I have lost my place in those weekly meetings were I was seen as an elder brother; were it was about not me but you; were I got all the respect that I have ever received....
I have lost company of some of the most lovable persons I have ever met; persons who would tell u that u cud do even when u believed u were good for nothing, persons whom u would pardon even if they call you that particular name of yours that u hated most....
I have lost the smiles that would come my way every morning in the lobby, in the corridor and in other departments....
I have lost my assignments, my lab-records and my identity card....
I have lost my life...
When it occurs to me occasionally what I have lost, a sense of fear grips me, fear of not being able to have them again....I see what I have lost in my dreams; they wake me up from sleep and I feel my eyes moistening ....I am not smart enough to forgo them all and walk thru the path ahead; for there is none....I am stuck at the end and I gaze at the paths that I have trod....I try walking over them again everyday as I leave ma home in the morning to the things that I have lost because they pull me to them..

Monday, February 19, 2007

did ya tell her??

Why didn’t you tell her? When your eyes used to meet hers, even without the slightest of hints from your cerebrum, you both pulled them out from the other’s; with such disagreeing languidness, that you were certain that the other knew that you crave for it. You told yourself that she mite not like you telling her. You told yourself that you could do it later. You thought that you would never be able to tell her. You convinced yourself that you were experiencing the unflinching pleasure of sacrifice; sacrifice for the sake of the many awaiting tomorrows that are going to be more romantically inclined owing to your much hyped social status then. You made yourself think that you were too young to be involved in this. Even these Herculean, prudent and deliberate endeavors couldn’t avert your heart from her .Your eyes searched for her in a crowd and the very sight of her exquisite hairs would make you certain that she was there. You knew that she was serene, charming, benevolent and considerate and this made you think more of her. Even her countenance blushed up at your approach; this you knew. Still you didn’t tell her?

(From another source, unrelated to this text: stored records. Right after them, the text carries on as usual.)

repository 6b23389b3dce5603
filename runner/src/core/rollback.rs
//! Boundary-aware rollback of a valid prefix.
//!
//! A retry continues from the text these helpers return, so every result is
//! either empty or ends where a new word can start: on whitespace or on an
//! elision mark (`l'`, opening quote).

use std::ops::Range;

use crate::core::text::{ends_with_elision, ends_with_whitespace, is_boundary, is_elision_mark};

fn is_terminal(c: char) -> bool {
    matches!(c, '.' | '!' | '?' | '…')
}

/// Keep elision and whitespace endings, otherwise append one space.
fn with_open_tail(text: &str) -> String {
    if ends_with_elision(text) || ends_with_whitespace(text) {
        text.to_string()
    } else {
        format!("{text} ")
    }
}

/// Drop a partially written word: cut right after the last boundary char.
pub fn snap_to_word_boundary(prefix: &str) -> String {
    let Some((idx, c)) = prefix.char_indices().rev().find(|(_, c)| is_boundary(*c)) else {
        return String::new();
    };
    let rolled = &prefix[..idx + c.len_utf8()];
    if rolled.trim().is_empty() {
        return String::new();
    }
    with_open_tail(rolled)
}

/// Remove the last complete word, keeping words of two characters or less.
pub fn remove_last_word(prefix: &str) -> String {
    let end = prefix.trim_end_matches(is_boundary).len();
    if end == 0 {
        return String::new();
    }
    let body = &prefix[..end];
    let start = body
        .char_indices()
        .rev()
        .take_while(|(_, c)| c.is_alphanumeric())
        .last()
        .map_or(end, |(idx, _)| idx);
    let word = &body[start..];
    if word.is_empty() {
        return String::new();
    }
    if word.chars().count() <= 2 {
        return with_open_tail(prefix);
    }
    let head = &prefix[..start];
    if head.trim().is_empty() {
        return String::new();
    }
    with_open_tail(head)
}

/// Remove the last sentence, cutting after the previous terminator or newline.
pub fn remove_last_sentence(prefix: &str) -> String {
    let body = prefix.trim_end_matches(|c: char| c.is_whitespace() || is_terminal(c));
    if body.is_empty() {
        return String::new();
    }
    let Some((idx, c)) = body
        .char_indices()
        .rev()
        .find(|(_, c)| *c == '\n' || is_terminal(*c))
    else {
        return String::new();
    };
    let head = &body[..idx + c.len_utf8()];
    if head.trim().is_empty() {
        return String::new();
    }
    with_open_tail(head)
}

/// Byte span of the token at or just after `index`.
///
/// Boundary characters at `index` are skipped to the right; at the end of the
/// text the search falls back to the left. Empty text yields `0..0`.
pub fn find_word_bounds(text: &str, index: usize) -> Range<usize> {
    let chars: Vec<(usize, char)> = text.char_indices().collect();
    if chars.is_empty() {
        return 0..0;
    }
    let n = chars.len();
    let at = chars.partition_point(|(b, _)| *b < index).min(n - 1);

    let mut pivot = at;
    while pivot < n && is_boundary(chars[pivot].1) {
        pivot += 1;
    }
    if pivot >= n {
        pivot = at;
        while pivot > 0 && is_boundary(chars[pivot].1) {
            pivot -= 1;
        }
    }

    let mut start = pivot;
    while start > 0 && !is_boundary(chars[start - 1].1) {
        start -= 1;
    }
    let mut end = pivot;
    while end < n && !is_boundary(chars[end].1) {
        end += 1;
    }

    let byte = |pos: usize| chars.get(pos).map_or(text.len(), |(b, _)| *b);
    byte(start)..byte(end)
}

/// First chunk of a continuation, trimmed so it joins `base` cleanly.
///
/// Leading whitespace is dropped after a base ending in whitespace; after an
/// elision mark, repeated quotes and apostrophes are dropped as well.
pub fn join_continuation<'a>(base: &str, chunk: &'a str) -> &'a str {
    let mut chunk = chunk;
    if ends_with_whitespace(base) {
        chunk = chunk.trim_start();
    }
    if ends_with_elision(base) {
        chunk = chunk.trim_start().trim_start_matches(is_elision_mark);
    }
    chunk
}

#[cfg(test)]
mod tests {
    use proptest::prelude::*;

    use super::*;

    #[test]
    fn snap_drops_partial_word() {
        assert_eq!(snap_to_word_boundary("Le chat mang"), "Le chat ");
        assert_eq!(snap_to_word_boundary("Le chat,"), "Le chat, ");
        assert_eq!(snap_to_word_boundary("Mot"), "");
        assert_eq!(snap_to_word_boundary("   "), "");
    }

    #[test]
    fn snap_keeps_elision_without_space() {
        assert_eq!(snap_to_word_boundary("Il dit l'ar"), "Il dit l'");
        assert_eq!(snap_to_word_boundary("Il dit l’"), "Il dit l’");
    }

    #[test]
    fn snap_accepts_hyphen_as_boundary() {
        assert_eq!(snap_to_word_boundary("arc-en-ci"), "arc-en- ");
    }

    #[test]
    fn remove_last_word_drops_long_words() {
        assert_eq!(remove_last_word("Le chat dort. "), "Le chat ");
        assert_eq!(remove_last_word("Bonjour "), "");
    }

    #[test]
    fn remove_last_word_keeps_short_words() {
        assert_eq!(remove_last_word("Le chat et "), "Le chat et ");
        assert_eq!(remove_last_word("Le chat et"), "Le chat et ");
    }

    #[test]
    fn remove_last_word_on_blank_is_empty() {
        assert_eq!(remove_last_word(" ,. "), "");
        assert_eq!(remove_last_word(""), "");
    }

    #[test]
    fn remove_last_sentence_cuts_after_previous_terminator() {
        assert_eq!(
            remove_last_sentence("Il pleut. Le chat dort. Puis il "),
            "Il pleut. Le chat dort. "
        );
        assert_eq!(remove_last_sentence("Il pleut. Le chat dort."), "Il pleut. ");
        assert_eq!(remove_last_sentence("Une seule phrase"), "");
    }

    #[test]
    fn remove_last_sentence_cuts_after_newline() {
        assert_eq!(remove_last_sentence("Titre\nLe texte"), "Titre\n");
    }

    #[test]
    fn remove_last_sentence_twice_removes_two_sentences() {
        let once = remove_last_sentence("A un. B deux. C trois.");
        assert_eq!(once, "A un. B deux. ");
        assert_eq!(remove_last_sentence(&once), "A un. ");
    }

    #[test]
    fn word_bounds_find_offending_word() {
        let text = "Ceci est un test";
        assert_eq!(find_word_bounds(text, 1), 0..4);
        assert_eq!(find_word_bounds(text, 4), 5..8);
    }

    #[test]
    fn word_bounds_fall_back_left_at_end() {
        let text = "Un mot. ";
        assert_eq!(find_word_bounds(text, text.len()), 3..6);
        assert_eq!(find_word_bounds("", 3), 0..0);
        assert_eq!(find_word_bounds(" .", 0), 0..0);
    }

    #[test]
    fn word_bounds_use_byte_offsets() {
        let text = "Où était";
        let span = find_word_bounds(text, 4);
        assert_eq!(&text[span], "était");
    }

    #[test]
    fn join_trims_leading_whitespace_after_space() {
        assert_eq!(join_continuation("Le chat ", "  dort"), "dort");
        assert_eq!(join_continuation("Le chat", " dort"), " dort");
    }

    #[test]
    fn join_drops_repeated_apostrophe_after_elision() {
        assert_eq!(join_continuation("Il dit l'", " 'arbre"), "arbre");
        assert_eq!(join_continuation("« Il dit \"", "\"Oui"), "Oui");
    }

    fn ends_cleanly(s: &str) -> bool {
        s.is_empty() || ends_with_whitespace(s) || ends_with_elision(s)
    }

    proptest! {
        #[test]
        fn snap_result_is_prefix_with_clean_tail(text in "[a-zé .,'\n]{0,40}") {
            let snapped = snap_to_word_boundary(&text);
            prop_assert!(ends_cleanly(&snapped));
            let core = snapped.trim_end_matches(' ');
            prop_assert!(text.starts_with(core));
        }

        #[test]
        fn remove_last_word_never_grows(text in "[a-z .,!?]{0,40}") {
            let removed = remove_last_word(&text);
            prop_assert!(ends_cleanly(&removed));
            prop_assert!(removed.trim_end().len() <= text.trim_end().len());
        }

        #[test]
        fn remove_last_sentence_never_grows(text in "[a-z .!?\n]{0,40}") {
            let removed = remove_last_sentence(&text);
            prop_assert!(ends_cleanly(&removed));
            prop_assert!(text.starts_with(removed.trim_end_matches(' ')));
        }
    }
}
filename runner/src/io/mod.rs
//! I/O for runner commands: configuration files, the HTTP generator,
//! prompt rendering and transcripts.

pub mod config;
pub mod generator;
pub mod openai;
pub mod prompt;
pub mod transcript;
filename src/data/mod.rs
/// Data layer: records, loading, filtering and aggregation.
///
/// Architecture:
/// ```text
///   HTTP / .csv / .json
///        │
///        ▼
///   ┌──────────┐
///   │  loader   │  DataSource → SalaryDataset
///   └──────────┘
///        │
///        ▼
///   ┌───────────────┐
///   │ SalaryDataset  │  Vec<SalaryRecord>, sorted dimension domains
///   └───────────────┘
///        │
///        ▼
///   ┌──────────┐
///   │  filter   │  month ∧ country ∧ currency → visible indices
///   └──────────┘
///        │
///        ▼
///   ┌───────────┐
///   │ aggregate  │  summary stats, per-country means + English names
///   └───────────┘
/// ```

pub mod aggregate;
pub mod countries;
pub mod filter;
pub mod loader;
pub mod model;
pub mod pipeline;
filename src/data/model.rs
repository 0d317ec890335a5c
use std::collections::{BTreeMap, BTreeSet};
use std::fmt;

use serde::Deserialize;

// ---------------------------------------------------------------------------
// Dimension – the three columns a user can filter on
// ---------------------------------------------------------------------------

/// A filterable column of the salary table.
#[derive(Debug, Clone, Copy, PartialEq, Eq, PartialOrd, Ord, Hash)]
pub enum Dimension {
    Month,
    Country,
    Currency,
}

impl Dimension {
    /// Every dimension, in sidebar order.
    pub const ALL: [Dimension; 3] = [Dimension::Month, Dimension::Country, Dimension::Currency];

    /// Name of the source column backing this dimension.
    pub fn column(self) -> &'static str {
        match self {
            Dimension::Month => "mes",
            Dimension::Country => "pais",
            Dimension::Currency => "moeda_local",
        }
    }

    /// The record's value for this dimension.
    pub fn value_of(self, record: &SalaryRecord) -> &str {
        match self {
            Dimension::Month => &record.month,
            Dimension::Country => &record.country,
            Dimension::Currency => &record.local_currency,
        }
    }
}

impl fmt::Display for Dimension {
    fn fmt(&self, f: &mut fmt::Formatter<'_>) -> fmt::Result {
        let label = match self {
            Dimension::Month => "Month",
            Dimension::Country => "Country",
            Dimension::Currency => "Local currency",
        };
        write!(f, "{label}")
    }
}

// ---------------------------------------------------------------------------
// SalaryRecord – one row of the source table
// ---------------------------------------------------------------------------

/// Column carrying the monthly average salary in USD.
pub const SALARY_COLUMN: &str = "salario_medio_usd";

/// A single monthly salary observation.
#[derive(Debug, Clone, PartialEq, Deserialize)]
pub struct SalaryRecord {
    #[serde(rename = "mes")]
    pub month: String,
    #[serde(rename = "pais")]
    pub country: String,
    #[serde(rename = "moeda_local")]
    pub local_currency: String,
    #[serde(rename = "salario_medio_usd")]
    pub average_salary_usd: f64,
}

// ---------------------------------------------------------------------------
// SalaryDataset – the complete loaded table
// ---------------------------------------------------------------------------

/// The full parsed dataset with the sorted domain of every dimension.
#[derive(Debug, Clone, Default)]
pub struct SalaryDataset {
    /// All records (rows), in source order.
    pub records: Vec<SalaryRecord>,
    /// For each dimension the sorted set of distinct values.
    pub unique_values: BTreeMap<Dimension, BTreeSet<String>>,
}

impl SalaryDataset {
    /// Build the dimension domains from the loaded records.
    pub fn from_records(records: Vec<SalaryRecord>) -> Self {
        let mut unique_values: BTreeMap<Dimension, BTreeSet<String>> = Dimension::ALL
            .iter()
            .map(|dim| (*dim, BTreeSet::new()))
            .collect();

        for record in &records {
            for dim in Dimension::ALL {
                unique_values
                    .entry(dim)
                    .or_default()
                    .insert(dim.value_of(record).to_string());
            }
        }

        SalaryDataset {
            records,
            unique_values,
        }
    }

    /// Sorted distinct values of one dimension.
    pub fn domain(&self, dim: Dimension) -> impl Iterator<Item = &String> {
        self.unique_values.get(&dim).into_iter().flatten()
    }

    /// Number of records.
    pub fn len(&self) -> usize {
        self.records.len()
    }

    /// Whether the dataset is empty.
    pub fn is_empty(&self) -> bool {
        self.records.is_empty()
    }
}

#[cfg(test)]
pub(crate) fn record(month: &str, country: &str, currency: &str, salary: f64) -> SalaryRecord {
    SalaryRecord {
        month: month.to_string(),
        country: country.to_string(),
        local_currency: currency.to_string(),
        average_salary_usd: salary,
    }
}
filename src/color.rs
use std::collections::BTreeMap;

use eframe::egui::Color32;
use palette::{Hsl, IntoColor, LinSrgb, Mix, Srgb};

// ---------------------------------------------------------------------------
// Color palette generator
// ---------------------------------------------------------------------------

/// Generates `n` visually distinct colours using evenly spaced hues.
pub fn generate_palette(n: usize) -> Vec<Color32> {
    if n == 0 {
        return Vec::new();
    }
    (0..n)
        .map(|i| {
            let hue = (i as f32 / n as f32) * 360.0;
            let hsl = Hsl::new(hue, 0.75, 0.55);
            let rgb: Srgb = hsl.into_color();
            to_color32(rgb)
        })
        .collect()
}

fn to_color32(rgb: Srgb) -> Color32 {
    let rgb: Srgb<u8> = rgb.into_format();
    Color32::from_rgb(rgb.red, rgb.green, rgb.blue)
}

// ---------------------------------------------------------------------------
// Category colours: country → Color32
// ---------------------------------------------------------------------------

/// Maps each category label (e.g. a country) to a distinct colour.
#[derive(Debug, Clone)]
pub struct ColorMap {
    mapping: BTreeMap<String, Color32>,
    default_color: Color32,
}

impl ColorMap {
    pub fn new<'a>(labels: impl IntoIterator<Item = &'a str>) -> Self {
        let labels: Vec<&str> = labels.into_iter().collect();
        let palette = generate_palette(labels.len());
        let mapping = labels
            .into_iter()
            .zip(palette)
            .map(|(label, c)| (label.to_string(), c))
            .collect();

        ColorMap {
            mapping,
            default_color: Color32::GRAY,
        }
    }

    pub fn color_for(&self, label: &str) -> Color32 {
        self.mapping
            .get(label)
            .copied()
            .unwrap_or(self.default_color)
    }
}

// ---------------------------------------------------------------------------
// Continuous scale: salary → Color32
// ---------------------------------------------------------------------------

/// Viridis anchor colours, dark purple (low) to yellow (high).
const VIRIDIS: [(u8, u8, u8); 6] = [
    (0x44, 0x01, 0x54),
    (0x41, 0x44, 0x87),
    (0x2a, 0x78, 0x8e),
    (0x22, 0xa8, 0x84),
    (0x7a, 0xd1, 0x51),
    (0xfd, 0xe7, 0x25),
];

/// Linear colour scale over `[min, max]` using the Viridis ramp.
#[derive(Debug, Clone, Copy)]
pub struct ColorScale {
    pub min: f64,
    pub max: f64,
}

impl ColorScale {
    pub fn viridis(min: f64, max: f64) -> Self {
        Self { min, max }
    }

    /// Position of `value` on the scale, clamped to `[0, 1]`.
    /// A degenerate range maps everything to the middle.
    pub fn normalize(&self, value: f64) -> f32 {
        let range = self.max - self.min;
        if range.abs() < f64::EPSILON {
            return 0.5;
        }
        ((value - self.min) / range).clamp(0.0, 1.0) as f32
    }

    pub fn color_for(&self, value: f64) -> Color32 {
        let t = self.normalize(value) * (VIRIDIS.len() - 1) as f32;
        let lo = (t.floor() as usize).min(VIRIDIS.len() - 2);
        let frac = t - lo as f32;

        let anchor = |(r, g, b): (u8, u8, u8)| -> LinSrgb {
            Srgb::new(r, g, b).into_format::<f32>().into_linear()
        };
        let mixed = anchor(VIRIDIS[lo]).mix(anchor(VIRIDIS[lo + 1]), frac);
        to_color32(Srgb::from_linear(mixed))
    }
}

#[cfg(test)]
mod tests {
    use super::*;

    #[test]
    fn palette_colours_are_distinct() {
        let palette = generate_palette(10);
        assert_eq!(palette.len(), 10);
        for (i, a) in palette.iter().enumerate() {
            for b in &palette[i + 1..] {
                assert_ne!(a, b);
            }
        }
        assert!(generate_palette(0).is_empty());
    }

    #[test]
    fn unknown_category_is_gray() {
        let map = ColorMap::new(["Brasil", "Japão"]);
        assert_ne!(map.color_for("Brasil"), map.color_for("Japão"));
        assert_eq!(map.color_for("França"), Color32::GRAY);
    }

    #[test]
    fn scale_endpoints_hit_viridis_anchors() {
        let scale = ColorScale::viridis(1000.0, 5000.0);
        assert_eq!(scale.color_for(1000.0), Color32::from_rgb(0x44, 0x01, 0x54));
        assert_eq!(scale.color_for(5000.0), Color32::from_rgb(0xfd, 0xe7, 0x25));
        // Out-of-range values clamp.
        assert_eq!(scale.color_for(-1.0), scale.color_for(1000.0));
        assert_eq!(scale.color_for(9e9), scale.color_for(5000.0));
    }

    #[test]
    fn degenerate_range_maps_to_middle() {
        let scale = ColorScale::viridis(1500.0, 1500.0);
        assert_eq!(scale.normalize(1500.0), 0.5);
    }
}
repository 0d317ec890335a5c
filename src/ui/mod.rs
pub mod charts;
pub mod metrics;
pub mod panels;
use std::collections::BTreeMap;

use super::countries::translate_country;
use super::model::SalaryRecord;

// ---------------------------------------------------------------------------
// SummaryStats – the four headline metrics
// ---------------------------------------------------------------------------

/// Mean / max / min / count of `average_salary_usd` over a record set.
#[derive(Debug, Clone, Copy, PartialEq, Default)]
pub struct SummaryStats {
    pub mean: f64,
    pub max: f64,
    pub min: f64,
    pub count: usize,
}

impl SummaryStats {
    /// Compute the metrics; an empty input yields all zeros.
    pub fn from_records<'a>(records: impl IntoIterator<Item = &'a SalaryRecord>) -> Self {
        let mut count = 0usize;
        let mut sum = 0.0;
        let mut max = f64::NEG_INFINITY;
        let mut min = f64::INFINITY;

        for rec in records {
            let v = rec.average_salary_usd;
            count += 1;
            sum += v;
            max = max.max(v);
            min = min.min(v);
        }

        if count == 0 {
            return SummaryStats::default();
        }

        SummaryStats {
            mean: sum / count as f64,
            max,
            min,
            count,
        }
    }
}

// ---------------------------------------------------------------------------
// CountryAggregate – one row of a per-country table
// ---------------------------------------------------------------------------

/// Mean salary of one country with its English display name.
#[derive(Debug, Clone, PartialEq)]
pub struct CountryAggregate {
    pub country: String,
    pub average_salary_usd: f64,
    pub country_en: String,
}

/// Group records by country and average their salaries.
///
/// Rows are ordered by country name; an empty input yields an empty table.
pub fn country_means<'a>(
    records: impl IntoIterator<Item = &'a SalaryRecord>,
) -> Vec<CountryAggregate> {
    let mut groups: BTreeMap<&str, (f64, usize)> = BTreeMap::new();
    for rec in records {
        let (sum, n) = groups.entry(rec.country.as_str()).or_insert((0.0, 0));
        *sum += rec.average_salary_usd;
        *n += 1;
    }

    groups
        .into_iter()
        .map(|(country, (sum, n))| CountryAggregate {
            country: country.to_string(),
            average_salary_usd: sum / n as f64,
            country_en: translate_country(country).to_string(),
        })
        .collect()
}

/// `(min, max)` of the aggregated salaries, for colour scaling.
pub fn salary_range(table: &[CountryAggregate]) -> Option<(f64, f64)> {
    table.iter().fold(None, |acc, row| {
        let v = row.average_salary_usd;
        Some(match acc {
            None => (v, v),
            Some((lo, hi)) => (lo.min(v), hi.max(v)),
        })
    })
}

#[cfg(test)]
mod tests {
    use super::*;
    use crate::data::model::record;

    #[test]
    fn empty_set_gives_zero_stats() {
        let stats = SummaryStats::from_records(std::iter::empty());
        assert_eq!(
            stats,
            SummaryStats {
                mean: 0.0,
                max: 0.0,
                min: 0.0,
                count: 0
            }
        );
    }

    #[test]
    fn stats_are_ordered() {
        let recs = vec![
            record("2024-01", "Brasil", "BRL", 1200.0),
            record("2024-01", "Japão", "JPY", 4100.0),
            record("2024-02", "Índia", "INR", 900.0),
        ];
        let stats = SummaryStats::from_records(&recs);
        assert_eq!(stats.count, 3);
        assert_eq!(stats.max, 4100.0);
        assert_eq!(stats.min, 900.0);
        assert!((stats.mean - 2066.666_666).abs() < 1e-3);
        assert!(stats.min <= stats.mean && stats.mean <= stats.max);
    }

    #[test]
    fn brasil_mean_is_translated() {
        let recs = vec![
            record("2024-01", "Brasil", "BRL", 1000.0),
            record("2024-02", "Brasil", "BRL", 2000.0),
        ];
        let table = country_means(&recs);
        assert_eq!(
            table,
            vec![CountryAggregate {
                country: "Brasil".into(),
                average_salary_usd: 1500.0,
                country_en: "Brazil".into(),
            }]
        );
    }

    #[test]
    fn groups_are_sorted_and_bounded() {
        let recs = vec![
            record("2024-01", "Reino Unido", "GBP", 5000.0),
            record("2024-01", "Alemanha", "EUR", 4000.0),
            record("2024-02", "Reino Unido", "GBP", 5600.0),
            record("2024-02", "Narnia", "NAR", 10.0),
        ];
        let table = country_means(&recs);
        let names: Vec<&str> = table.iter().map(|r| r.country.as_str()).collect();
        assert_eq!(names, ["Alemanha", "Narnia", "Reino Unido"]);
        assert_eq!(table[1].country_en, "Narnia");
        assert_eq!(table[2].country_en, "United Kingdom");

        let uk = &table[2];
        assert!(uk.average_salary_usd >= 5000.0 && uk.average_salary_usd <= 5600.0);
        assert_eq!(salary_range(&table), Some((10.0, 5300.0)));
    }

    #[test]
    fn empty_table_has_no_range() {
        assert!(country_means(std::iter::empty()).is_empty());
        assert_eq!(salary_range(&[]), None);
    }
}
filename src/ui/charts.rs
use eframe::egui::{self, Color32, RichText, Ui};
use egui_extras::{Column, TableBuilder};
use egui_plot::{Bar, BarChart, Legend, Plot, PlotPoint, Points, Text};

use crate::color::ColorScale;
use crate::data::aggregate::{salary_range, CountryAggregate};
use crate::data::countries::centroid;
use crate::state::AppState;
use crate::ui::metrics::format_usd;

const CHART_HEIGHT: f32 = 380.0;

// ---------------------------------------------------------------------------
// Chart row (central panel)
// ---------------------------------------------------------------------------

/// Render the map and bar chart side by side, then the per-country table.
pub fn chart_row(ui: &mut Ui, state: &AppState) {
    egui::ScrollArea::vertical()
        .auto_shrink([false, false])
        .show(ui, |ui: &mut Ui| {
            ui.columns(2, |cols| {
                salary_map(&mut cols[0], &state.output.by_country);
                annual_bar_chart(&mut cols[1], state);
            });
            ui.separator();
            country_table(ui, &state.output.by_country);
        });
}

// ---------------------------------------------------------------------------
// Choropleth-style world map
// ---------------------------------------------------------------------------

/// Filtered per-country means on an equirectangular lon/lat grid, one marker
/// per country coloured on the Viridis scale.
pub fn salary_map(ui: &mut Ui, table: &[CountryAggregate]) {
    ui.strong("Average monthly salary by country");

    let Some((min, max)) = salary_range(table) else {
        ui.label("No data available for the salary-by-country map.");
        return;
    };
    let scale = ColorScale::viridis(min, max);

    let (placed, unplaced): (Vec<&CountryAggregate>, Vec<&CountryAggregate>) = table
        .iter()
        .partition(|row| centroid(&row.country_en).is_some());

    Plot::new("salary_map")
        .height(CHART_HEIGHT)
        .data_aspect(1.0)
        .include_x(-180.0)
        .include_x(180.0)
        .include_y(-90.0)
        .include_y(90.0)
        .x_axis_label("Longitude")
        .y_axis_label("Latitude")
        .show(ui, |plot_ui| {
            for row in &placed {
                let Some([lon, lat]) = centroid(&row.country_en) else {
                    continue;
                };
                let label = format!("{}: {}", row.country_en, format_usd(row.average_salary_usd));
                plot_ui.points(
                    Points::new(vec![[lon, lat]])
                        .radius(10.0)
                        .color(scale.color_for(row.average_salary_usd))
                        .name(label),
                );
                plot_ui.text(
                    Text::new(PlotPoint::new(lon, lat - 9.0), row.country_en.as_str())
                        .color(Color32::GRAY),
                );
            }
        });

    color_legend(ui, &scale);

    if !unplaced.is_empty() {
        let names: Vec<&str> = unplaced.iter().map(|r| r.country_en.as_str()).collect();
        ui.label(RichText::new(format!("Not placed on the map: {}", names.join(", "))).weak());
    }
}

fn color_legend(ui: &mut Ui, scale: &ColorScale) {
    const STEPS: usize = 12;
    ui.horizontal(|ui: &mut Ui| {
        ui.spacing_mut().item_spacing.x = 0.0;
        ui.label(format!("{}  ", format_usd(scale.min)));
        for i in 0..STEPS {
            let t = i as f64 / (STEPS - 1) as f64;
            let value = scale.min + t * (scale.max - scale.min);
            ui.label(RichText::new("■").color(scale.color_for(value)).size(18.0));
        }
        ui.label(format!("  {}", format_usd(scale.max)));
    });
}

// ---------------------------------------------------------------------------
// Bar chart
// ---------------------------------------------------------------------------

/// Per-country means over the whole dataset. Shown only while the current
/// selection leaves at least one record, but its bars ignore the selection.
pub fn annual_bar_chart(ui: &mut Ui, state: &AppState) {
    ui.strong("Average monthly salary by country (all records)");

    if !state.has_visible_records() {
        ui.label("No data available for the salary-by-country bar chart.");
        return;
    }

    let table = &state.annual_by_country;
    let names: Vec<String> = table.iter().map(|r| r.country.clone()).collect();

    let bars: Vec<Bar> = table
        .iter()
        .enumerate()
        .map(|(i, row)| {
            Bar::new(i as f64, row.average_salary_usd)
                .name(&row.country)
                .fill(state.country_colors.color_for(&row.country))
                .width(0.7)
        })
        .collect();

    Plot::new("annual_bar_chart")
        .height(CHART_HEIGHT)
        .legend(Legend::default())
        .x_axis_label("Country")
        .y_axis_label("Average salary (USD)")
        .include_y(0.0)
        .x_axis_formatter(move |mark, _range| {
            let idx = mark.value.round();
            if (mark.value - idx).abs() > f64::EPSILON || idx < 0.0 {
                return String::new();
            }
            names.get(idx as usize).cloned().unwrap_or_default()
        })
        .allow_drag(false)
        .allow_scroll(false)
        .show(ui, |plot_ui| {
            plot_ui.bar_chart(BarChart::new(bars).name("Average salary (USD)"));
        });

    ui.label(
        RichText::new("Computed over the full dataset; the sidebar filters do not apply.")
            .weak()
            .small(),
    );
}

// ---------------------------------------------------------------------------
// Aggregate table
// ---------------------------------------------------------------------------

/// The filtered per-country table behind the map.
pub fn country_table(ui: &mut Ui, table: &[CountryAggregate]) {
    if table.is_empty() {
        return;
    }

    TableBuilder::new(ui)
        .striped(true)
        .vscroll(false)
        .column(Column::auto().at_least(160.0))
        .column(Column::auto().at_least(160.0))
        .column(Column::remainder())
        .header(22.0, |mut header| {
            header.col(|ui| {
                ui.strong("País");
            });
            header.col(|ui| {
                ui.strong("Country");
            });
            header.col(|ui| {
                ui.strong("Average salary (USD)");
            });
        })
        .body(|mut body| {
            for row in table {
                body.row(20.0, |mut r| {
                    r.col(|ui| {
                        ui.label(&row.country);
                    });
                    r.col(|ui| {
                        ui.label(&row.country_en);
                    });
                    r.col(|ui| {
                        ui.label(format_usd(row.average_salary_usd));
                    });
                });
            }
        });
}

She talked to you as if you were the only boy around. Was it more than friendship? Was she doing that out of sympathy? You were in an utter state of confusion. Was your portrait in the same frame as that in which her’s was in your heart? All that your subconscious mind had to attend was her. You never gave her a hint, she being more reluctant. She did smile at you when you saw her on the way; but all of your female acquaintances do that. You finally made up your mind that you will think about it later.